Pascale Gruny, sénatrice LR de l’Aisne
le Gouvernement pourra définir les nouvelles règles de l’assurance chômage par décret, sans limites même indirectes. Ce blanc-seing demandé aux parlementaires reflète l’ascendant pris par l’État sur la gestion de l’assurance chômage. Le paritarisme continue ainsi de reculer
Faute d’étude d’impact, nous doutons cependant de la faisabilité de cette modulation. Quels seront les indicateurs retenus, la fréquence des réévaluations ? Pouvons-nous appliquer les mêmes règles dans ma région des Hauts-de-France, durement touchée, et ailleurs ? D’un territoire à l’autre, le taux de chômage peut varier du simple au double. Il serait préférable de faire l’analyse par bassin d’emploi, voire, dans certaines villes, par quartier.

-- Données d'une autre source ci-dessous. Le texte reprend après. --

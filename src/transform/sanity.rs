//! Structural validation for IR modules.
//!
//! Catches transform and specialization bugs before they reach the JIT:
//! missing terminators, dangling branch targets, duplicate SSA definitions,
//! uses of undefined names, malformed phis, and call-site arity mismatches.

use std::collections::HashSet;

use crate::ir::{Function, Instruction, Module, Value};

/// Validate every defined function and its call sites against the module.
pub fn verify_module(module: &Module) -> Result<(), String> {
    for func in module.functions() {
        if func.is_declaration() {
            continue;
        }
        validate_function(func)?;
        validate_calls(func, module)?;
    }
    Ok(())
}

/// Validate one function body in isolation.
pub fn validate_function(func: &Function) -> Result<(), String> {
    if func.blocks.is_empty() {
        return Err(format!("Function '{}' has no blocks", func.name));
    }

    let labels: HashSet<&str> = func.blocks.iter().map(|b| b.label.as_str()).collect();
    if labels.len() != func.blocks.len() {
        return Err(format!("Function '{}' has duplicate block labels", func.name));
    }

    let mut defined: HashSet<String> = func
        .signature
        .params
        .iter()
        .map(|p| p.name.clone())
        .collect();

    for block in &func.blocks {
        match block.instructions.last() {
            Some(last) if last.is_terminator() => {}
            _ => {
                return Err(format!(
                    "Function '{}': block '{}' does not end with a terminator",
                    func.name, block.label
                ));
            }
        }
        for (idx, instr) in block.instructions.iter().enumerate() {
            if instr.is_terminator() && idx + 1 != block.instructions.len() {
                return Err(format!(
                    "Function '{}': block '{}' has a terminator before its end",
                    func.name, block.label
                ));
            }
            if let Some(result) = instr.result_name() {
                if !defined.insert(result.to_string()) {
                    return Err(format!(
                        "Function '{}': value '%{}' defined more than once",
                        func.name, result
                    ));
                }
            }
            for succ in successor_labels(instr) {
                if !labels.contains(succ) {
                    return Err(format!(
                        "Function '{}': block '{}' targets missing block '{}'",
                        func.name, block.label, succ
                    ));
                }
            }
            if let Instruction::Phi { incoming, .. } = instr {
                if incoming.is_empty() {
                    return Err(format!(
                        "Function '{}': phi in block '{}' has no incoming values",
                        func.name, block.label
                    ));
                }
                for (_, label) in incoming {
                    if !labels.contains(label.as_str()) {
                        return Err(format!(
                            "Function '{}': phi in block '{}' references missing block '{}'",
                            func.name, block.label, label
                        ));
                    }
                }
            }
        }
    }

    // Every use must have a definition somewhere in the function. Dominance
    // is not checked here; the JIT's SSA construction would reject genuinely
    // undominated uses.
    let mut undefined: Option<String> = None;
    for block in &func.blocks {
        for instr in &block.instructions {
            instr.for_each_value(|v| {
                if let Value::Variable(name) = v {
                    if !defined.contains(name) && undefined.is_none() {
                        undefined = Some(name.clone());
                    }
                }
            });
        }
    }
    if let Some(name) = undefined {
        return Err(format!(
            "Function '{}': use of undefined value '%{}'",
            func.name, name
        ));
    }

    Ok(())
}

fn validate_calls(func: &Function, module: &Module) -> Result<(), String> {
    for block in &func.blocks {
        for instr in &block.instructions {
            if let Instruction::Call {
                func_name, args, ..
            } = instr
            {
                let callee = module.get_function(func_name).ok_or_else(|| {
                    format!(
                        "Function '{}' calls unknown function '@{}'",
                        func.name, func_name
                    )
                })?;
                if callee.signature.params.len() != args.len() {
                    return Err(format!(
                        "Function '{}' calls '@{}' with {} arguments, expected {}",
                        func.name,
                        func_name,
                        args.len(),
                        callee.signature.params.len()
                    ));
                }
            }
        }
    }
    Ok(())
}

fn successor_labels(instr: &Instruction) -> Vec<&str> {
    match instr {
        Instruction::Jmp { target_label } => vec![target_label.as_str()],
        Instruction::Br {
            true_label,
            false_label,
            ..
        } => vec![true_label.as_str(), false_label.as_str()],
        _ => vec![],
    }
}

#[cfg(test)]
mod tests {
    use super::*;
    use crate::parser::parse_module;

    #[test]
    fn test_valid_module_passes() {
        let module = parse_module(
            r#"
            fn @callee(i32 %x) -> i32 {
              entry:
                ret.i32 %x
            }

            fn @caller() -> i32 {
              entry:
                %r = call @callee(1)
                ret.i32 %r
            }
        "#,
        )
        .unwrap();
        assert!(verify_module(&module).is_ok());
    }

    #[test]
    fn test_dangling_branch_target() {
        let module = parse_module(
            r#"
            fn @f(bool %c) -> void {
              entry:
                br %c, gone, here
              here:
                ret.void
            }
        "#,
        );
        // The parser accepts it; the verifier must not.
        let module = module.unwrap();
        let err = verify_module(&module).unwrap_err();
        assert!(err.contains("missing block 'gone'"));
    }

    #[test]
    fn test_undefined_use() {
        let module = parse_module(
            r#"
            fn @f() -> i32 {
              entry:
                ret.i32 %ghost
            }
        "#,
        )
        .unwrap();
        let err = verify_module(&module).unwrap_err();
        assert!(err.contains("undefined value '%ghost'"));
    }

    #[test]
    fn test_duplicate_definition() {
        let module = parse_module(
            r#"
            fn @f(i32 %x) -> i32 {
              entry:
                %a = add.i32 %x, 1
                %a = add.i32 %x, 2
                ret.i32 %a
            }
        "#,
        )
        .unwrap();
        let err = verify_module(&module).unwrap_err();
        assert!(err.contains("defined more than once"));
    }

    #[test]
    fn test_call_arity_mismatch() {
        let module = parse_module(
            r#"
            fn @callee(i32 %x, i32 %y) -> i32 {
              entry:
                ret.i32 %x
            }

            fn @caller() -> i32 {
              entry:
                %r = call @callee(1)
                ret.i32 %r
            }
        "#,
        )
        .unwrap();
        let err = verify_module(&module).unwrap_err();
        assert!(err.contains("expected 2"));
    }

    #[test]
    fn test_call_to_declaration_allowed() {
        let module = parse_module(
            r#"
            decl @ext(i64 %x) -> i64

            fn @caller(i64 %v) -> i64 {
              entry:
                %r = call @ext(%v)
                ret.i64 %r
            }
        "#,
        )
        .unwrap();
        assert!(verify_module(&module).is_ok());
    }
}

Raymonde Poncet Monge, sénatrice écologiste du Rhône
En réalité, seules 5 à 6 % des offres d’emploi ne sont pas pourvues. Dans la plupart des cas, au reste, des candidatures se sont manifestées, rejetées par l’employeur. Et les trois quarts des recruteurs admettent que les conditions de travail associées à ces offres peuvent être décourageantes…
Monique Lubin, sénatrice PS des Landes
Nous nous émouvons souvent de l’insuffisance des études d’impact sur les textes gouvernementaux et de l’accumulation de réformes ignorant le travail parlementaire autant que le nécessaire temps d’évaluation.
Ce projet de loi ne fait pas exception. Il reflète les idées hâtives que, malheureusement, le Gouvernement et la droite sénatoriale ont en partage : les demandeurs d’emploi devraient être plus violemment incités à reprendre le travail, car l’assurance chômage, trop favorable, les inciterait à s’enfoncer dans la paresse et la fraude.
Yan Chantrel, sénateur PS des français de l’Étranger
Il y a un problème de méthode, qui en dit long sur la pratique politique du Gouvernement. Vous détricotez l’assurance chômage en disant vous inspirer du Canada, mais vous n’avez consulté personne dans ce pays, ni le Gouvernement ni les syndicats – pour ces derniers, je ne vous jetterai pas la pierre, vous ne le faites pas en France non plus…
Je suis justement de retour d’un déplacement au Canada, où j’ai pu échanger avec les personnes directement concernées. Elles font état d’une précarisation accrue et m’ont remis un livre sur le mouvement Action chômage de Montréal. Je vous le remettrai. Il montre les conséquences des politiques néolibérales.
Esther Benbassa, sénatrice non inscrite de Paris
Selon Pôle emploi, 92 % des demandeurs cherchent activement un travail et un quart ne font pas valoir leurs droits à l’indemnisation. Nous voulons des possibilités pratiques, non des constatations théoriques
Le Sénat a confirmé le texte adopté en commission, refusant de nouveaux durcissements demandés par un certain nombre de députés LR proposant la suppression des indemnités dès le refus de la première offre raisonnable de l’emploi Frédérique Puissat faisant remarquer que « En 2016, les refus d’offres raisonnables d’emploi ne représentaient que 0,02 % des motifs de radiation » et de ne pas accorder d’indemnités dès le refus du premier CDI faisant suite à un CDD.